Desde hace unos meses tengo un cargo en la diócesis que se llama delegado de vida consagrada. La misión de este cargo conlleva, en nombre del obispo, acompañar, animar, ayudar a religiosos y religiosas a que vivan con la mayor fidelidad posible su vida de consagrados. También si es posible, suscitar nuevas vocaciones. En mi limitación y pobreza hago lo que puedo.

Pues bien, en los meses que llevo, me ha tocado asistir a una media docena de entierros de religiosas. Por el contrario, no he tenido la dicha, la suerte de asistir a una nueva profesión, es decir, asistir a esa ceremonia en que un joven, una joven se consagran a Dios de por vida, diciendo aquí estoy Señor para ofrecerte mi vida en pobreza, castidad y obediencia. ¿Cómo romper este desequilibrio, cómo evitar estos partidos en que los resultados terminen en seis a cero?

El día 3 de mayo es la jornada mundial de oración por las vocaciones con este eslogan paulino: “Sé de quién me he fiado”. En este día nos convoca el Papa a crecer en sensibilidad para llegar a comprender qué es lo que Dios quiere de nosotros, escuchar a qué tareas nos llama. Es un día también para agradecer a Dios la entrega de tantos consagrados y pedir por su perseverancia. Y es un día en tercer lugar para rogar al Dueño de la mies, al Señor, que siga enviando a su Iglesia vocaciones sacerdotales, religiosas y apostólicas, que tanto necesita nuestra humanidad.

Ciertamente, la vida consagrada, el ministerio sacerdotal son un tesoro para la Iglesia, y, a su vez, son un don para la humanidad.

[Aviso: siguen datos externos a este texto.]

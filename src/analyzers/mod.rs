//! Severity bucketing and per-year aggregation over the filtered records.

pub mod tier;
pub mod timeline;
pub mod types;
pub mod utility;
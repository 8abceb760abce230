//! Error types raised by domain constructors.

/// A constructor was handed data that cannot form a domain value.
#[derive(Debug, Clone, PartialEq, Eq, thiserror::Error)]
pub enum ValidationError {
    /// A fetch failure must say why it failed.
    #[error("failure reason must not be empty")]
    EmptyFailureReason,
}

El Papa nos dice en su mensaje a todos los consagrados en este día “que seamos testigos de la alegría que brota de la unión con Dios”. Ciertamente el mundo necesita testigos de la alegría y de la esperanza.

En estos meses me he encontrado con realidades muy hermosas, pero también otras muy desgraciadas. En mis visitas a los Monasterio y Casas Religiosas cuánta paz, cuánta alegría, cuánto amor he encontrado en esas comunidades. Me ha impresionado ver la atención, el cariño, el amor con que en las comunidades cuidan a las religiosas mayores y enfermas. Son ciertamente lugares para la esperanza. ¡Qué suerte, me digo a veces, que mi obispo haya tenido la ocurrencia de darme este cargo que me está poniendo en contacto con realidades tan bellas!

Por otra parte, al cambiar de domicilio, me he encontrado en mi nueva casa con un mirador al mundo, que me produce escalofrío. Allá a mis pies me encuentro con los clásicos botellones del fin de semana; pero también con los botellones de cada día, esos pobres muchachos y muchachas cuya vida se reduce a pedir, beber, fumar lo uno y lo otro y dormir en los cajeros. Y sin llegar estos extremos me encuentro con mucha gente, que viven en la mayor pobreza y desesperanza.

Por eso orar por las vocaciones, pedir que haya mucha gente que sienta en su carne el sufrimiento de los pobres como Jesús, orar porque haya muchos jóvenes dispuestos a entregar su vida como el Maestro de Galilea para ayudar a vivir, para curar a enfermos y consolar a tristes, es orar por el mejor futuro de la humanidad.